Filling an inner void typically involves the steady build-up of an obsessive compulsive drive. Self worth, body image and any number of ego-enhancing drives push a person into ritualized behavior, most of which aggravates rather than soothes the soul.

Weight loss surgery, bariatric surgery where up to 90% of the stomach is surgically tied off in order to limit food intake, would seem to be all about excess food and binge eating resulting in at-risk obesity. Yet, gastric bypass surgery is purely “mechanical” and doesn’t deal with underlying neurological dependence issues.

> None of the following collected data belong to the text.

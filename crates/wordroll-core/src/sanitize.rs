//! Word-count sanitization for untrusted request input.
//!
//! Negatives count as their absolute value and fractions are floored.
//! Values above [`MAX_WORD_COUNT`] are capped; zero and not-a-number become
//! [`DEFAULT_WORD_COUNT`].

/// Word count used when the request does not supply a usable one.
pub const DEFAULT_WORD_COUNT: usize = 6;

/// Largest word count served per request.
pub const MAX_WORD_COUNT: usize = 1000;

/// Smallest word count served per request.
pub const MIN_WORD_COUNT: usize = 1;

/// Sanitize a numeric word count: `min(floor(|x|), 1000)`, or 6 for 0/NaN.
#[must_use]
#[allow(
    clippy::cast_possible_truncation,
    clippy::cast_sign_loss,
    clippy::cast_precision_loss
)]
pub fn sanitize_count(raw: f64) -> usize {
    // `f64::min` would swallow NaN, so it is handled first.
    if raw.is_nan() {
        return DEFAULT_WORD_COUNT;
    }
    let capped = raw.abs().floor().min(MAX_WORD_COUNT as f64);
    if capped < 1.0 {
        return DEFAULT_WORD_COUNT;
    }
    // 1.0 <= capped <= 1000.0, so the cast is exact.
    capped as usize
}

/// Sanitize a word count taken from a URL path segment.
///
/// Surrounding whitespace is ignored and an empty segment counts as zero.
/// Decimal and exponent forms, `0x`/`0o`/`0b` integer literals and the
/// exact spelling `Infinity` are numbers; anything else (including `inf`
/// or `nan`) counts as NaN.
#[must_use]
pub fn parse_count(raw: &str) -> usize {
    sanitize_count(parse_number(raw.trim()))
}

fn parse_number(text: &str) -> f64 {
    if text.is_empty() {
        return 0.0;
    }
    if let Some((radix, digits)) = radix_literal(text) {
        return parse_radix_digits(digits, radix);
    }
    let unsigned = text.strip_prefix(['+', '-']).unwrap_or(text);
    if unsigned.starts_with(|c: char| c.is_ascii_alphabetic()) && unsigned != "Infinity" {
        return f64::NAN;
    }
    text.parse().unwrap_or(f64::NAN)
}

/// Split an unsigned `0x`/`0o`/`0b` literal into its radix and digits.
fn radix_literal(text: &str) -> Option<(u32, &str)> {
    let radix = match text.get(..2)? {
        "0x" | "0X" => 16,
        "0o" | "0O" => 8,
        "0b" | "0B" => 2,
        _ => return None,
    };
    text.get(2..).map(|digits| (radix, digits))
}

fn parse_radix_digits(digits: &str, radix: u32) -> f64 {
    if digits.is_empty() {
        return f64::NAN;
    }
    digits
        .chars()
        .try_fold(0.0_f64, |acc, c| {
            c.to_digit(radix)
                .map(|d| acc.mul_add(f64::from(radix), f64::from(d)))
        })
        .unwrap_or(f64::NAN)
}
//! Persisted session properties.
//!
//! The state file is a JSON object mapping each declared property name to a
//! tagged string produced by [`crate::codec`].

use std::collections::BTreeMap;
use std::io::Write;
use std::path::{Path, PathBuf};

use tempfile::NamedTempFile;

use crate::codec::{self, PropertyValue};
use crate::error::StateError;

/// Name to tagged-value mapping as stored on disk
pub type SerializedState = BTreeMap<String, String>;

/// The declared set of persisted session properties
#[derive(Debug, Clone, Copy, PartialEq, Eq, Hash)]
pub enum Property {
    CurrentDirectory,
    History,
}

impl Property {
    pub const ALL: [Property; 2] = [Property::CurrentDirectory, Property::History];

    pub fn name(self) -> &'static str {
        match self {
            Property::CurrentDirectory => "currentDirectory",
            Property::History => "history",
        }
    }

    pub fn from_name(name: &str) -> Option<Self> {
        Self::ALL.into_iter().find(|p| p.name() == name)
    }

    /// Value used when nothing was persisted
    pub fn default_value(self, home_dir: &Path) -> PropertyValue {
        match self {
            Property::CurrentDirectory => {
                PropertyValue::String(home_dir.to_string_lossy().to_string())
            }
            Property::History => PropertyValue::History(Vec::new()),
        }
    }
}

/// Reads and writes the session state file
#[derive(Debug, Clone)]
pub struct StateStore {
    path: PathBuf,
    home_dir: PathBuf,
}

impl StateStore {
    pub fn new(path: impl Into<PathBuf>, home_dir: impl Into<PathBuf>) -> Self {
        Self {
            path: path.into(),
            home_dir: home_dir.into(),
        }
    }

    pub fn path(&self) -> &Path {
        &self.path
    }

    /// Declared defaults, encoded
    pub fn defaults(&self) -> SerializedState {
        Property::ALL
            .into_iter()
            .map(|p| (p.name().to_string(), codec::encode(&p.default_value(&self.home_dir))))
            .collect()
    }

    pub fn default_value(&self, property: Property) -> PropertyValue {
        property.default_value(&self.home_dir)
    }

    /// Read the state file. Values are not decoded here.
    pub fn load(&self) -> Result<SerializedState, StateError> {
        let raw = std::fs::read_to_string(&self.path).map_err(|source| StateError::Read {
            path: self.path.clone(),
            source,
        })?;
        serde_json::from_str(&raw).map_err(|source| StateError::Parse {
            path: self.path.clone(),
            source,
        })
    }

    /// Load the state file, falling back to the declared defaults.
    ///
    /// Declared properties missing from the file take their default, and
    /// keys that are not declared are kept so the caller can report them.
    pub fn load_or_defaults(&self) -> SerializedState {
        let mut state = match self.load() {
            Ok(state) => state,
            Err(StateError::Read { ref source, .. })
                if source.kind() == std::io::ErrorKind::NotFound =>
            {
                tracing::debug!("No state file at {}, using defaults", self.path.display());
                return self.defaults();
            }
            Err(e) => {
                tracing::warn!("{}, using defaults", e);
                return self.defaults();
            }
        };
        for (name, value) in self.defaults() {
            state.entry(name).or_insert(value);
        }
        state
    }

    /// Encode `values` and replace the state file in one atomic write
    pub fn save(&self, values: &[(Property, PropertyValue)]) -> Result<(), StateError> {
        let state: serde_json::Map<String, serde_json::Value> = values
            .iter()
            .map(|(p, v)| (p.name().to_string(), codec::encode(v).into()))
            .collect();

        let write_err = |source: std::io::Error| StateError::Write {
            path: self.path.clone(),
            source,
        };
        let json = serde_json::Value::Object(state).to_string();
        let parent = match self.path.parent() {
            Some(p) if !p.as_os_str().is_empty() => p,
            _ => Path::new("."),
        };
        let mut tmp = NamedTempFile::new_in(parent).map_err(write_err)?;
        tmp.write_all(json.as_bytes()).map_err(write_err)?;
        tmp.persist(&self.path).map_err(|e| write_err(e.error))?;
        Ok(())
    }
}
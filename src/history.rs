use std::sync::{Arc, RwLock};

/// Ordered log of executed command lines.
///
/// Cloning yields another handle to the same log, which is how a session
/// shares it with every invocation it creates.
#[derive(Debug, Clone, Default)]
pub struct History {
    entries: Arc<RwLock<Vec<String>>>,
}

impl History {
    pub fn new() -> Self {
        Self::default()
    }

    pub fn from_entries(entries: Vec<String>) -> Self {
        Self {
            entries: Arc::new(RwLock::new(entries)),
        }
    }

    /// Append a command line. Blank lines are not recorded.
    pub fn add(&self, command: &str) {
        let command = command.trim();
        if command.is_empty() {
            return;
        }
        let mut entries = self.entries.write().unwrap_or_else(|e| e.into_inner());
        entries.push(command.to_string());
    }

    /// Replace the whole log, keeping every handle pointed at it
    pub fn replace(&self, new_entries: Vec<String>) {
        let mut entries = self.entries.write().unwrap_or_else(|e| e.into_inner());
        *entries = new_entries;
    }

    pub fn entries(&self) -> Vec<String> {
        self.entries
            .read()
            .unwrap_or_else(|e| e.into_inner())
            .clone()
    }

    pub fn latest(&self) -> Option<String> {
        self.entries
            .read()
            .unwrap_or_else(|e| e.into_inner())
            .last()
            .cloned()
    }

    pub fn len(&self) -> usize {
        self.entries.read().unwrap_or_else(|e| e.into_inner()).len()
    }

    pub fn is_empty(&self) -> bool {
        self.len() == 0
    }
}

#[cfg(test)]
mod tests {
    use super::*;

    #[test]
    fn test_handles_share_entries() {
        let history = History::new();
        let shared = history.clone();
        shared.add("ls -la");
        history.add("   ");
        assert_eq!(history.entries(), vec!["ls -la".to_string()]);
        assert_eq!(shared.latest().as_deref(), Some("ls -la"));
    }

    #[test]
    fn test_replace_is_visible_to_clones() {
        let history = History::from_entries(vec!["a".into()]);
        let shared = history.clone();
        history.replace(vec!["b".into(), "c".into()]);
        assert_eq!(shared.len(), 2);
    }
}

However, deeper down in psychological space, other factors are at play, as new research into addictive behavior suggests. Thinking that their days of body image phobia and obesity are now over following weight loss surgery, perhaps 30% or more of men and women increasingly discover that something deeper remains, namely the drive towards any-and-all addictions. What’s next? Drug abuse, alcoholism, gambling, over-the-top consumerism and compulsive shopping behavior.

Addiction Transfer – Where Eating Disorder Morphs Into Another Obsession. In the psychiatric theory spectrum with genetics (nature) on one end and behavior-reinforcement (nurture) on the other end, latest research news is that people with an “addictive” tendency keep it, re-dress it, but never entirely place it under wraps.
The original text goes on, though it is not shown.